The very thought of an easy life actually goes completely against the teachings of Jesus himself. He did say “take up your cross and follow me” (see Matthew 16:24-26). That phrase has become somewhat cliché in our modern society. He was literally saying “take up your instrument of extreme torture and death and follow me”.  This wasn’t some cute cross to hang on the wall. He was essentially saying “be ready for a rough ride but I’m right here beside you”.

If you look at the life of David, that is essentially what he did. He believed that God was with him no matter what he was experiencing. He had a bold faith that he was not afraid to share. So many Christians live incognito in this world. We believe in God but don’t want to be perceived as “different”, so we sacrifice some of our beliefs on the altar of fitting in. David didn’t care about that. Even in the darkest moments of his life when he was literally running for his life, he chose to praise God. He was never afraid to go into danger, because he knew God was with him.
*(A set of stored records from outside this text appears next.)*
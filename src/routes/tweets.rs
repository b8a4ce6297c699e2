use crate::{
    auth::AuthUser,
    db::Db,
    errors::ApiError,
    models::{reply::Reply, tweet::Tweet, user::UserSummary},
};
use actix_web::{web, HttpResponse};
use chrono::{DateTime, Utc};
use serde::{Deserialize, Serialize};
use sqlx::sqlite::SqliteRow;
use sqlx::Row;

#[derive(Serialize)]
pub struct TweetItem {
    pub id: String,
    pub description: String,
    pub created_at: DateTime<Utc>,
    pub updated_at: DateTime<Utc>,
    pub replies_count: i64,
    pub likes_count: i64,
    pub is_liked: bool,
    pub user: UserSummary,
}

// Shared projection for tweet listings: author summary, reply/like counts and
// the viewer's like state. The first bind is always the viewer id.
pub(crate) const TWEET_ITEM_SELECT: &str = "\
SELECT t.id, t.description, t.created_at, t.updated_at, \
       u.id AS author_id, u.account AS author_account, u.avatar AS author_avatar, u.name AS author_name, \
       (SELECT COUNT(*) FROM replies r WHERE r.tweet_id = t.id) AS replies_count, \
       (SELECT COUNT(*) FROM likes l WHERE l.tweet_id = t.id) AS likes_count, \
       EXISTS (SELECT 1 FROM likes l WHERE l.tweet_id = t.id AND l.user_id = ?) AS is_liked \
FROM tweets t \
INNER JOIN users u ON u.id = t.user_id";

pub(crate) fn tweet_item(row: &SqliteRow) -> TweetItem {
    TweetItem {
        id: row.get("id"),
        description: row.get("description"),
        created_at: row.get("created_at"),
        updated_at: row.get("updated_at"),
        replies_count: row.get("replies_count"),
        likes_count: row.get("likes_count"),
        is_liked: row.get::<i64, _>("is_liked") != 0,
        user: UserSummary {
            id: row.get("author_id"),
            account: row.get("author_account"),
            avatar: row.get("author_avatar"),
            name: row.get("author_name"),
        },
    }
}

async fn ensure_tweet_exists(db: &Db, tweet_id: &str) -> Result<(), ApiError> {
    sqlx::query("SELECT 1 FROM tweets WHERE id = ?")
        .bind(tweet_id)
        .fetch_optional(&db.0)
        .await?
        .map(|_| ())
        .ok_or_else(|| ApiError::NotFound("Tweet not found".into()))
}

pub async fn list_tweets(db: web::Data<Db>, user: AuthUser) -> Result<HttpResponse, ApiError> {
    let sql = format!("{} ORDER BY t.created_at DESC", TWEET_ITEM_SELECT);
    let rows = sqlx::query(&sql)
        .bind(&user.user_id)
        .fetch_all(&db.0)
        .await?;
    let tweets: Vec<TweetItem> = rows.iter().map(tweet_item).collect();
    Ok(HttpResponse::Ok().json(tweets))
}

#[derive(Deserialize)]
pub struct CreateTweetReq {
    pub description: String,
}

pub async fn create_tweet(
    db: web::Data<Db>,
    user: AuthUser,
    body: web::Json<CreateTweetReq>,
) -> Result<HttpResponse, ApiError> {
    if body.description.trim().is_empty() {
        return Err(ApiError::BadRequest("Description is required".into()));
    }
    if body.description.chars().count() > 140 {
        return Err(ApiError::BadRequest(
            "Description is longer than 140 characters".into(),
        ));
    }

    let now = Utc::now();
    let tweet = Tweet {
        id: uuid::Uuid::new_v4().to_string(),
        user_id: user.user_id.clone(),
        description: body.description.clone(),
        created_at: now,
        updated_at: now,
    };
    sqlx::query(
        "INSERT INTO tweets(id, user_id, description, created_at, updated_at) VALUES (?, ?, ?, ?, ?)",
    )
    .bind(&tweet.id)
    .bind(&tweet.user_id)
    .bind(&tweet.description)
    .bind(tweet.created_at)
    .bind(tweet.updated_at)
    .execute(&db.0)
    .await?;

    Ok(HttpResponse::Ok().json(tweet))
}

pub async fn get_tweet(
    db: web::Data<Db>,
    user: AuthUser,
    path: web::Path<String>,
) -> Result<HttpResponse, ApiError> {
    let tweet_id = path.into_inner();
    let sql = format!("{} WHERE t.id = ?", TWEET_ITEM_SELECT);
    let row = sqlx::query(&sql)
        .bind(&user.user_id)
        .bind(&tweet_id)
        .fetch_optional(&db.0)
        .await?
        .ok_or_else(|| ApiError::NotFound("Tweet not found".into()))?;
    Ok(HttpResponse::Ok().json(tweet_item(&row)))
}

pub async fn list_replies(
    db: web::Data<Db>,
    _user: AuthUser,
    path: web::Path<String>,
) -> Result<HttpResponse, ApiError> {
    let tweet_id = path.into_inner();
    ensure_tweet_exists(&db, &tweet_id).await?;

    let rows = sqlx::query(
        "SELECT rp.id, rp.tweet_id, rp.comment, rp.created_at, \
                u.id AS user_id, u.account, u.avatar, u.name \
         FROM replies rp \
         INNER JOIN users u ON u.id = rp.user_id \
         WHERE rp.tweet_id = ? \
         ORDER BY rp.created_at ASC",
    )
    .bind(&tweet_id)
    .fetch_all(&db.0)
    .await?;

    let replies: Vec<serde_json::Value> = rows
        .into_iter()
        .map(|r| {
            serde_json::json!({
                "id": r.get::<String, _>("id"),
                "tweet_id": r.get::<String, _>("tweet_id"),
                "comment": r.get::<String, _>("comment"),
                "created_at": r.get::<DateTime<Utc>, _>("created_at"),
                "user": {
                    "id": r.get::<String, _>("user_id"),
                    "account": r.get::<String, _>("account"),
                    "avatar": r.get::<Option<String>, _>("avatar"),
                    "name": r.get::<String, _>("name"),
                },
            })
        })
        .collect();
    Ok(HttpResponse::Ok().json(replies))
}

#[derive(Deserialize)]
pub struct CreateReplyReq {
    pub comment: String,
}

pub async fn create_reply(
    db: web::Data<Db>,
    user: AuthUser,
    path: web::Path<String>,
    body: web::Json<CreateReplyReq>,
) -> Result<HttpResponse, ApiError> {
    let tweet_id = path.into_inner();
    if body.comment.trim().is_empty() {
        return Err(ApiError::BadRequest("Comment is required".into()));
    }
    ensure_tweet_exists(&db, &tweet_id).await?;

    let reply = Reply {
        id: uuid::Uuid::new_v4().to_string(),
        tweet_id,
        user_id: user.user_id.clone(),
        comment: body.comment.clone(),
        created_at: Utc::now(),
    };
    sqlx::query(
        "INSERT INTO replies(id, tweet_id, user_id, comment, created_at) VALUES (?, ?, ?, ?, ?)",
    )
    .bind(&reply.id)
    .bind(&reply.tweet_id)
    .bind(&reply.user_id)
    .bind(&reply.comment)
    .bind(reply.created_at)
    .execute(&db.0)
    .await?;

    Ok(HttpResponse::Ok().json(reply))
}

pub async fn like_tweet(
    db: web::Data<Db>,
    user: AuthUser,
    path: web::Path<String>,
) -> Result<HttpResponse, ApiError> {
    let tweet_id = path.into_inner();
    ensure_tweet_exists(&db, &tweet_id).await?;

    let res = sqlx::query("INSERT INTO likes(user_id, tweet_id, created_at) VALUES (?, ?, ?)")
        .bind(&user.user_id)
        .bind(&tweet_id)
        .bind(Utc::now())
        .execute(&db.0)
        .await;

    match res {
        Ok(_) => Ok(HttpResponse::Ok().finish()),
        Err(sqlx::Error::Database(db_err)) if db_err.is_unique_violation() => {
            Err(ApiError::Conflict("You have liked this tweet".into()))
        }
        Err(e) => Err(e.into()),
    }
}

pub async fn unlike_tweet(
    db: web::Data<Db>,
    user: AuthUser,
    path: web::Path<String>,
) -> Result<HttpResponse, ApiError> {
    let tweet_id = path.into_inner();
    ensure_tweet_exists(&db, &tweet_id).await?;

    let res = sqlx::query("DELETE FROM likes WHERE user_id = ? AND tweet_id = ?")
        .bind(&user.user_id)
        .bind(&tweet_id)
        .execute(&db.0)
        .await?;
    if res.rows_affected() == 0 {
        return Err(ApiError::NotFound("You have not liked this tweet".into()));
    }
    Ok(HttpResponse::Ok().finish())
}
I love the story of David and Goliath for many reasons (see 1 Samuel 17). First, I love when God uses unexpected people to advance His kingdom. I also love that He uses unqualified people to achieve incredible victories. David was a teenage shepherd who had never been near a battlefield, much less encountered a soldier with the skills and stature of Goliath. However, he trusted God so much that he chose to go to battle with the only weapon he knew how to use: a slingshot. He passed up using the King’s own armor because it was far too heavy and he wasn’t used to it. Instead, he went and found 5 smooth stones from a stream and went to battle. Here is what I love that I never thought about until this week; David grabbed 5 stones, God gave him the victory with only 1. Wow! Not only was David underqualified, underage, and under skilled, he was also underprepared with only 5 pieces of ammo. However, God gave the victory to a young man with a willing heart and only needed 1 stone to do it. All David had to do was obey. 

So, what is God asking you to do? Even if you feel like David and are underqualified, underage, under skilled, and underprepared, God can use whatever stone you bring to the table. All you have to do is bring it!